Имел он песен дивный дар

И голос, шуму вод подобный…[16]

Никто так не был связан исторически с преданиями русской литературы, как Пушкин. Он изучил старинных писателей, которых теперь никто не читает: он брал эпиграфы из Хераскова и Княжнина. Из лицейских его стихотворений (за напечатание которых нельзя довольно возблагодарить издателей трех последних томов его сочинений) видно, что он был ученик не только Державина, Дмитриева, Жуковского и Батюшкова, но и дяди своего В. Пушкина, – и первые детские опыты его являют в нем стихотворца первых годов текущего столетия, хотя он родился только в последний год прошлого.

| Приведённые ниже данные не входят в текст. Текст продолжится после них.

//! Device session resolution.
//!
//! Resolving an address is a two step pipeline: a probe session detects the
//! device dialect, the [`DialectMap`] turns that into a driver identifier,
//! and only then is a full session opened with that driver. The result is a
//! [`Resolution`]: either a [`CapabilityHandle`] good for one retrieval, or
//! `Unsupported` when the dialect has no driver.

mod ssh;

pub use ssh::{SshConnector, SshDetector, SshSession};

use std::future::Future;

use indexmap::IndexMap;
use log::{info, warn};

use crate::address::DeviceAddress;
use crate::error::Result;
use crate::report::{Facts, Interfaces};

/// Detects the command dialect of a device.
pub trait DialectDetector: Send + Sync {
    /// Best guess at the dialect of `address`, `None` if nothing matched.
    ///
    /// Any session opened for probing is closed before this returns.
    fn detect(
        &self,
        address: &DeviceAddress,
    ) -> impl Future<Output = Result<Option<String>>> + Send;
}

/// An open session able to retrieve structured reports.
pub trait DeviceSession: Send {
    fn get_facts(&mut self) -> impl Future<Output = Result<Facts>> + Send;

    fn get_interfaces(&mut self) -> impl Future<Output = Result<Interfaces>> + Send;

    fn close(self) -> impl Future<Output = Result<()>> + Send;
}

/// Opens full sessions for a resolved driver.
pub trait DeviceConnector: Send + Sync {
    type Session: DeviceSession;

    fn connect(
        &self,
        address: &DeviceAddress,
        driver: &str,
    ) -> impl Future<Output = Result<Self::Session>> + Send;
}

/// Detected dialect to driver identifier.
#[derive(Debug, Clone)]
pub struct DialectMap {
    drivers: IndexMap<String, String>,
}

impl DialectMap {
    /// Driver for `dialect`, if it is supported.
    pub fn driver_for(&self, dialect: &str) -> Option<&str> {
        self.drivers.get(dialect).map(String::as_str)
    }

    /// Supported dialects.
    pub fn dialects(&self) -> impl Iterator<Item = &str> {
        self.drivers.keys().map(String::as_str)
    }
}

impl Default for DialectMap {
    fn default() -> Self {
        [("cisco_ios", "ios"), ("cisco_nxos", "nxos_ssh")]
            .into_iter()
            .collect()
    }
}

impl<D: Into<String>, R: Into<String>> FromIterator<(D, R)> for DialectMap {
    fn from_iter<I: IntoIterator<Item = (D, R)>>(iter: I) -> Self {
        Self {
            drivers: iter
                .into_iter()
                .map(|(dialect, driver)| (dialect.into(), driver.into()))
                .collect(),
        }
    }
}

/// An open session bound to one device and one driver.
///
/// Good for exactly one retrieval: both retrieval methods consume the handle
/// and close the session afterwards, whether or not the retrieval worked.
pub struct CapabilityHandle<S: DeviceSession> {
    address: DeviceAddress,
    driver: String,
    session: S,
}

impl<S: DeviceSession> CapabilityHandle<S> {
    pub fn address(&self) -> &DeviceAddress {
        &self.address
    }

    pub fn driver(&self) -> &str {
        &self.driver
    }

    /// Retrieve identity facts, then close.
    pub async fn facts(mut self) -> Result<Facts> {
        let facts = self.session.get_facts().await;
        self.release().await;
        facts
    }

    /// Retrieve the interface table, then close.
    pub async fn interfaces(mut self) -> Result<Interfaces> {
        let interfaces = self.session.get_interfaces().await;
        self.release().await;
        interfaces
    }

    async fn release(self) {
        if let Err(e) = self.session.close().await {
            warn!("{}: closing {} session: {}", self.address, self.driver, e);
        }
    }
}

/// Outcome of resolving an address.
pub enum Resolution<S: DeviceSession> {
    Resolved(CapabilityHandle<S>),
    /// No driver for the device. `dialect` is what detection reported.
    Unsupported { dialect: Option<String> },
}

/// Detect, map, connect.
pub struct SessionResolver<D, C> {
    dialects: DialectMap,
    detector: D,
    connector: C,
}

impl<D: DialectDetector, C: DeviceConnector> SessionResolver<D, C> {
    pub fn new(dialects: DialectMap, detector: D, connector: C) -> Self {
        Self {
            dialects,
            detector,
            connector,
        }
    }

    pub fn dialects(&self) -> &DialectMap {
        &self.dialects
    }

    /// Resolve `address` to an open capability handle.
    ///
    /// Unmapped or undetected dialects yield [`Resolution::Unsupported`]
    /// without a second session. Probe and connect failures propagate.
    pub async fn resolve(&self, address: &DeviceAddress) -> Result<Resolution<C::Session>> {
        info!("{address}: detecting dialect");
        let Some(dialect) = self.detector.detect(address).await? else {
            info!("{address}: dialect not recognised");
            return Ok(Resolution::Unsupported { dialect: None });
        };

        let Some(driver) = self.dialects.driver_for(&dialect) else {
            info!("{address}: dialect {dialect} has no driver");
            return Ok(Resolution::Unsupported {
                dialect: Some(dialect),
            });
        };

        info!("{address}: dialect {dialect}, opening {driver} session");
        let session = self.connector.connect(address, driver).await?;

        Ok(Resolution::Resolved(CapabilityHandle {
            address: address.clone(),
            driver: driver.to_string(),
            session,
        }))
    }
}

#[cfg(test)]
mod tests {
    use super::*;
    use crate::testing::{CallLog, FakeConnector, FakeDetector, sample_facts};

    fn addr() -> DeviceAddress {
        DeviceAddress::parse("10.0.0.1").unwrap()
    }

    fn resolver(
        dialect: Option<&'static str>,
        log: &CallLog,
    ) -> SessionResolver<FakeDetector, FakeConnector> {
        SessionResolver::new(
            DialectMap::default(),
            FakeDetector::new(dialect, log),
            FakeConnector::new(log),
        )
    }

    #[test]
    fn test_builtin_dialect_map() {
        let map = DialectMap::default();
        assert_eq!(map.driver_for("cisco_ios"), Some("ios"));
        assert_eq!(map.driver_for("cisco_nxos"), Some("nxos_ssh"));
        assert_eq!(map.driver_for("juniper_junos"), None);
        assert_eq!(map.dialects().collect::<Vec<_>>(), ["cisco_ios", "cisco_nxos"]);
    }

    #[tokio::test]
    async fn test_unmapped_dialects_never_connect() {
        for dialect in ["juniper_junos", "arista_eos", "linux", "cisco_xr", ""] {
            let log = CallLog::default();
            let resolution = resolver(Some(dialect), &log).resolve(&addr()).await.unwrap();

            assert!(matches!(
                resolution,
                Resolution::Unsupported { dialect: Some(ref d) } if d == dialect
            ));
            assert_eq!(log.count("connect"), 0, "dialect {dialect}");
        }
    }

    #[tokio::test]
    async fn test_undetected_is_unsupported() {
        let log = CallLog::default();
        let resolution = resolver(None, &log).resolve(&addr()).await.unwrap();

        assert!(matches!(resolution, Resolution::Unsupported { dialect: None }));
        assert_eq!(log.events(), ["detect 10.0.0.1"]);
    }

    #[tokio::test]
    async fn test_mapped_dialect_connects_with_driver() {
        let log = CallLog::default();
        let resolution = resolver(Some("cisco_nxos"), &log)
            .resolve(&addr())
            .await
            .unwrap();

        let Resolution::Resolved(handle) = resolution else {
            panic!("expected a handle");
        };
        assert_eq!(handle.driver(), "nxos_ssh");
        assert_eq!(handle.address().as_str(), "10.0.0.1");
        assert_eq!(log.events(), ["detect 10.0.0.1", "connect 10.0.0.1 nxos_ssh"]);
    }

    #[tokio::test]
    async fn test_probe_failure_propagates() {
        let log = CallLog::default();
        let mut resolver = resolver(Some("cisco_ios"), &log);
        resolver.detector.fail = true;

        assert!(resolver.resolve(&addr()).await.is_err());
        assert_eq!(log.count("connect"), 0);
    }

    #[tokio::test]
    async fn test_connect_failure_propagates() {
        let log = CallLog::default();
        let mut resolver = resolver(Some("cisco_ios"), &log);
        resolver.connector.fail_connect = true;

        assert!(resolver.resolve(&addr()).await.is_err());
    }

    #[tokio::test]
    async fn test_handle_closes_after_retrieval() {
        let log = CallLog::default();
        let Resolution::Resolved(handle) = resolver(Some("cisco_ios"), &log)
            .resolve(&addr())
            .await
            .unwrap()
        else {
            panic!("expected a handle");
        };

        assert_eq!(handle.facts().await.unwrap(), sample_facts());
        assert_eq!(
            log.events(),
            ["detect 10.0.0.1", "connect 10.0.0.1 ios", "get_facts", "close"]
        );
    }

    #[tokio::test]
    async fn test_handle_closes_after_failed_retrieval() {
        let log = CallLog::default();
        let mut resolver = resolver(Some("cisco_ios"), &log);
        resolver.connector.fail_retrieval = true;
        let Resolution::Resolved(handle) = resolver.resolve(&addr()).await.unwrap() else {
            panic!("expected a handle");
        };

        assert!(handle.interfaces().await.is_err());
        assert_eq!(log.events()[2..], ["get_interfaces", "close"]);
    }

    #[tokio::test]
    async fn test_close_failure_does_not_mask_report() {
        let log = CallLog::default();
        let mut resolver = resolver(Some("cisco_ios"), &log);
        resolver.connector.fail_close = true;
        let Resolution::Resolved(handle) = resolver.resolve(&addr()).await.unwrap() else {
            panic!("expected a handle");
        };

        let interfaces = handle.interfaces().await.unwrap();
        assert_eq!(interfaces.len(), 3);
        assert_eq!(log.count("close"), 1);
    }
}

Особенно любопытны и поучительны те из его лицейских пьес, которые он потом переделал: какое искусство иногда одним словом, одним эпитетом переделать стих так, что его не узнаешь! Какой тонкий художественный такт в знании того, что можно оставить без перемены, что надо переправить и из чего нельзя ничего сделать! Удивительно ли, что этот человек как будто перестроил вновь и язык, и версификацию, с таким успехом уже перестроенные Карамзиным и Дмитриевым, Жуковским и Батюшковым! Стих Пушкина – это вековечный образец, неумирающий тип русского стиха: не было и не будет лучшего. Искусство как искусство, поэзия как поэзия на Руси – это дело Пушкина. Без него не было бы у нас поэзии; и это потому, что он был слишком поэт, слишком художник, может быть, в ущерб своей великости в других значениях. И вот почему – повторяем – от него ведем мы русскую поэзию и называем его первым, даже по времени, русским поэтом…

Так думаем мы о развитии русской поэзии и русской литературы: ее история, по нашему мнению, есть история ее усилий от искусственности и подражательности перейти к естественности и самобытности, из книжной сделаться живою и общественною. Это продолжается и теперь, но уже в другой сфере – в сфере «возведения в перл создания прозы жизни». И скоро наступит время, когда совсем решится эта задача и кончится эта работа. Уже и теперь заметно новое требование от искусства – требование разумного содержания, которое соответствовало бы историческому духу современности. И уже явился было на Руси новый великий поэт, в первых, еще юных и незрелых, произведениях которого проглядывали полнота и богатство глубокого содержания, при художественности форм, достойной преемника Пушкина; но преждевременная смерть внезапно рушила надежды, которым не было конца и меры…[17]

Прекрасное погибло в пышном цвете:

Таков удел прекрасного на свете!

Таков в особенности, прибавим мы, удел замечательнейших русских талантов…

Повторяем: так думаем мы о развитии русской поэзии и литературы, и так многие могут теперь думать об этом предмете. В этом случае мы дали нашим читателям факт об одной стороне современной русской критики. Дай бог, чтоб это была сторона светлая! Что же до темной, ее грустною картиною мы заключим нашу статью…[18] Теперь же перескажем, как думали современники о фазисах русской литературы, которые мы слегка означили. Это будет историею русской критики.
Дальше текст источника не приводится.